The first is Mr. Sam Stephenson, whose excellent article "Southern Homecoming" about native North Carolinian Thelonious Monk's final string of shows in his home state is the cover story of Oxford American magazine's 2007 Music Issue. Before I first met Sam, at the University of North Carolina-Chapel Hill in 1989, I'd heard tales of Sam. Sam Stephenson can drink a whole keg of beer. Sam Stephenson can throw a baseball 200 yards and hit a moving car. When I did meet him I quickly found out he was a gentle giant (and was laughed at for thinking ANYONE could drink a whole keg... hey I was 18).
Sam is a devoted aficionado, ambassador and archivist for jazz, photography, and specifically jazz photography. His 2003 book Dream Street: W. Eugene Smith's Pittsburgh Project was another highwater mark for Sam, yet I believe it'll one day go down as the prelude to an even greater work on Smith's soon-to-be-infamous Jazz Loft.
The second name I'll drop is Mr. Barry Poltermann, who co-directed (alongside Frank L. Anderson) the concert film/documentary THE LIFE OF REILLY focusing on MATCH GAME fixture (and much, much more) Charles Nelson Reilly. I've known Barry since that day in 1998 that, sight unseen, he hired me over the phone from Milwaukee to be the development guy for his new Venice, CA based film and commercial production company Spoke Film.
Spoke was the launching pad for film financing offshoot Civilian Pictures, which quickly became the focus of both our lives- mine up to the beginning of 2001 and Barry's until... well in a way it still is.
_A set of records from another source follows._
// src/reader/mod.rs

use anyhow::Result;
use reqwest::Client;
use tracing::info;
use url::Url;

use crate::config::Config;
use crate::fetch::{self, Params};
use crate::parse::parse_response_text;
use crate::response::StatsResponse;

pub mod data;
pub mod list;

pub use data::StatsDataReader;
pub use list::StatsListReader;

/// One e-Stat endpoint: where it lives, what it is sent, and which tag opens
/// its table section.
#[allow(async_fn_in_trait)]
pub trait Reader {
    /// Path segment after `/app/`, e.g. `getSimpleStatsList`.
    const QUERY: &'static str;
    /// Quoted line that precedes the table in the response body.
    const TABLE_TAG: &'static str;

    fn config(&self) -> &Config;

    /// Endpoint-specific parameters; `appId` and `lang` are added by [`Reader::build_params`].
    fn query_params(&self) -> Params;

    fn build_url(&self) -> Result<Url> {
        let cfg = self.config();
        fetch::build_url(&cfg.base_url, &cfg.version, Self::QUERY)
    }

    fn build_params(&self) -> Params {
        let cfg = self.config();
        let mut params = vec![("appId".to_string(), cfg.app_id.clone())];
        if let Some(lang) = &cfg.lang {
            params.push(("lang".to_string(), lang.clone()));
        }
        params.extend(self.query_params());
        params
    }

    async fn read(&self, client: &Client) -> Result<StatsResponse> {
        let url = self.build_url()?;
        let params = self.build_params();
        let text = fetch::get_text(client, &url, &params).await?;
        let resp = StatsResponse::from(parse_response_text(&text, Self::TABLE_TAG));
        info!(
            query = Self::QUERY,
            status = resp.status().unwrap_or("-"),
            has_table = resp.has_table(),
            "read response"
        );
        Ok(resp)
    }
}

/// Push `name=value` only when `value` is set.
pub(crate) fn push_opt<T: ToString>(params: &mut Params, name: &str, value: Option<T>) {
    if let Some(v) = value {
        params.push((name.to_string(), v.to_string()));
    }
}

#[cfg(test)]
mod tests {
    use super::*;
    use tokio::io::{AsyncReadExt, AsyncWriteExt};
    use tokio::net::TcpListener;

    /// Serve one HTTP response with `status` and `body`, returning the base URL
    /// and a handle yielding the raw request.
    async fn serve_once(
        status: &'static str,
        body: &'static str,
    ) -> (String, tokio::task::JoinHandle<String>) {
        let listener = TcpListener::bind("127.0.0.1:0").await.unwrap();
        let addr = listener.local_addr().unwrap();
        let handle = tokio::spawn(async move {
            let (mut sock, _) = listener.accept().await.unwrap();
            let mut buf = vec![0u8; 8192];
            let n = sock.read(&mut buf).await.unwrap();
            let request = String::from_utf8_lossy(&buf[..n]).to_string();
            let response = format!(
                "HTTP/1.1 {}\r\nContent-Type: text/plain; charset=utf-8\r\nContent-Length: {}\r\nConnection: close\r\n\r\n{}",
                status,
                body.len(),
                body
            );
            sock.write_all(response.as_bytes()).await.unwrap();
            sock.shutdown().await.ok();
            request
        });
        (format!("http://{}", addr), handle)
    }

    fn config(base_url: String) -> Config {
        Config {
            app_id: "test-app".into(),
            base_url,
            ..Config::default()
        }
    }

    #[tokio::test]
    async fn data_reader_round_trip() {
        let body = "\"RESULT\"\r\n\"STATUS\",\"0\"\r\n\"DATE\",\"2020-01-15T10:30:00.000+09:00\"\r\n\"VALUE\"\r\n\"time_code\",\"value\"\r\n\"2019000000\",\"126167\"\r\n";
        let (base, server) = serve_once("200 OK", body).await;
        let reader = StatsDataReader::new(config(base), "0003411595").limit(1);

        let resp = reader.read(&Client::new()).await.unwrap();
        assert_eq!(resp.status(), Some("0"));
        assert_eq!(
            resp.table().unwrap(),
            "\"time_code\",\"value\"\n\"2019000000\",\"126167\""
        );

        let request = server.await.unwrap();
        let request_line = request.lines().next().unwrap();
        assert!(
            request_line.starts_with("GET /rest/3.0/app/getSimpleStatsData?"),
            "{}",
            request_line
        );
        assert!(request_line.contains("appId=test-app"));
        assert!(request_line.contains("statsDataId=0003411595"));
        assert!(request_line.contains("limit=1"));
    }

    #[tokio::test]
    async fn list_reader_splits_on_table_inf() {
        let body = "\"RESULT\"\n\"STATUS\",\"0\"\n\"DATE\",\"2020-01-15T10:30:00.000+09:00\"\n\"RESULT_INF\"\n\"FROM_NUMBER\",\"1\"\n\"TO_NUMBER\",\"2\"\n\"TABLE_INF\"\n\"@id\",\"STAT_CODE\",\"STAT_NAME\"\n\"0003411595\",\"00200521\",\"国勢調査\"\n\"0003411596\",\"00200521\",\"国勢調査\"\n";
        let (base, server) = serve_once("200 OK", body).await;
        let reader = StatsListReader::new(config(base))
            .stats_code("00200521")
            .limit(2);

        let resp = reader.read(&Client::new()).await.unwrap();
        assert_eq!(resp.status(), Some("0"));
        assert_eq!(resp.get("TO_NUMBER"), Some("2"));
        assert_eq!(
            resp.table().unwrap(),
            "\"@id\",\"STAT_CODE\",\"STAT_NAME\"\n\"0003411595\",\"00200521\",\"国勢調査\"\n\"0003411596\",\"00200521\",\"国勢調査\""
        );

        let request = server.await.unwrap();
        assert!(request.contains("/rest/3.0/app/getSimpleStatsList?"));
        assert!(request.contains("limit=2"));
    }

    #[tokio::test]
    async fn list_reader_without_table_is_ok() {
        let body = "\"STATUS\",\"1\"\n\"ERROR_MSG\",\"正常に終了しましたが、該当データはありませんでした。\"\n";
        let (base, server) = serve_once("200 OK", body).await;
        let reader = StatsListReader::new(config(base)).stats_code("00200521");

        let resp = reader.read(&Client::new()).await.unwrap();
        assert_eq!(resp.status(), Some("1"));
        assert!(!resp.has_table());
        assert!(resp.table().is_err());

        let request = server.await.unwrap();
        assert!(request.contains("/rest/3.0/app/getSimpleStatsList?"));
        assert!(request.contains("statsCode=00200521"));
    }

    #[tokio::test]
    async fn server_error_is_a_transport_error() {
        let (base, server) = serve_once("500 Internal Server Error", "oops").await;
        let reader = StatsListReader::new(config(base));

        let err = reader.read(&Client::new()).await.unwrap_err();
        assert!(format!("{:#}", err).contains("Non-success status"), "{:#}", err);
        server.await.unwrap();
    }

    #[test]
    fn app_id_and_lang_lead_the_params() {
        let cfg = Config {
            lang: Some("E".into()),
            ..config("https://api.e-stat.go.jp".into())
        };
        let params = StatsListReader::new(cfg).build_params();
        assert_eq!(params[0], ("appId".to_string(), "test-app".to_string()));
        assert_eq!(params[1], ("lang".to_string(), "E".to_string()));
    }
}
Civilian offered ordinary investors the opportunity to buy shares of movies and documentaries in various stages of development, and despite the fact that we raised quite a bit of money and attracted high profile names like Diane Keaton, Keith Gordon and John Sloss, Civilian didn't achieve its ultimate goal of getting Civilian-financed films into theaters... until 2007. First the Wu-Tang Clan doc ROCK THE BELLS made it, and now LIFE OF REILLY makes it two in one year.
I just surfed to civilian.com to insert the link here and discovered that the investor-friendly homepage that's been up for years has recently been replaced by a holding page, so we'll have to see what Barry and the Civilian crew are up to next. Even though I personally had nothing to do with REILLY, I'm still chuffed to see the Civilian logo in the newspaper movie listings.
If I were a betting man, I'd lay $100 on Riley scoring an Oscar nomination (or at the very least a Golden Globe).
Exhibit #3 is Mr. Todd Eckert, who produced the Ian Curtis biopic CONTROL, which is also now in theaters (thanks to the Weinstein Company's acquisition of the film at Cannes). I met Todd in a shuttle van shuttling us from the Salt Lake airport to Park City for Sundance in January of 1999. I wish I could remember what specifically struck our initial conversation up, but I remember for certain it was music (probably Ryuichi Sakamoto, but I can't be sure). We exchanged business cards, met later in the festival for drinks, and have been friends ever since.
Todd is, without question, the most serious music fan I've ever known. He was a music journalist before transitioning into the film finance world and, lately, into film production (among other things- he's a renaissance man in the best sense of the word). Despite a daunting travel, family and work schedule, he still manages to take in (what seems to me) hundreds of shows and movies a year and always drops band names to me that mean nothing to me at the time yet have a tendency to make sense later when the bands explode onto the scene.
Todd relentlessly pursued CONTROL for years, and took quite a few gambles to get it made the way he wanted it to get made including shooting in B&W, hiring a first-time feature director (Anton Corbijn), first-time feature writer (Matt Greenhalgh) and first-time feature actor (Sam Riley) to play the lead. All this from a first time feature producer, yet the film's taken major prizes at Cannes, Edinburgh, Chicago and more and is cruising towards $1 million at the U.S. box office with far more abroad.
Too all three of you major dudes, I extend a heartfelt "I'm proud of you": I'm genuinely happy for your successes.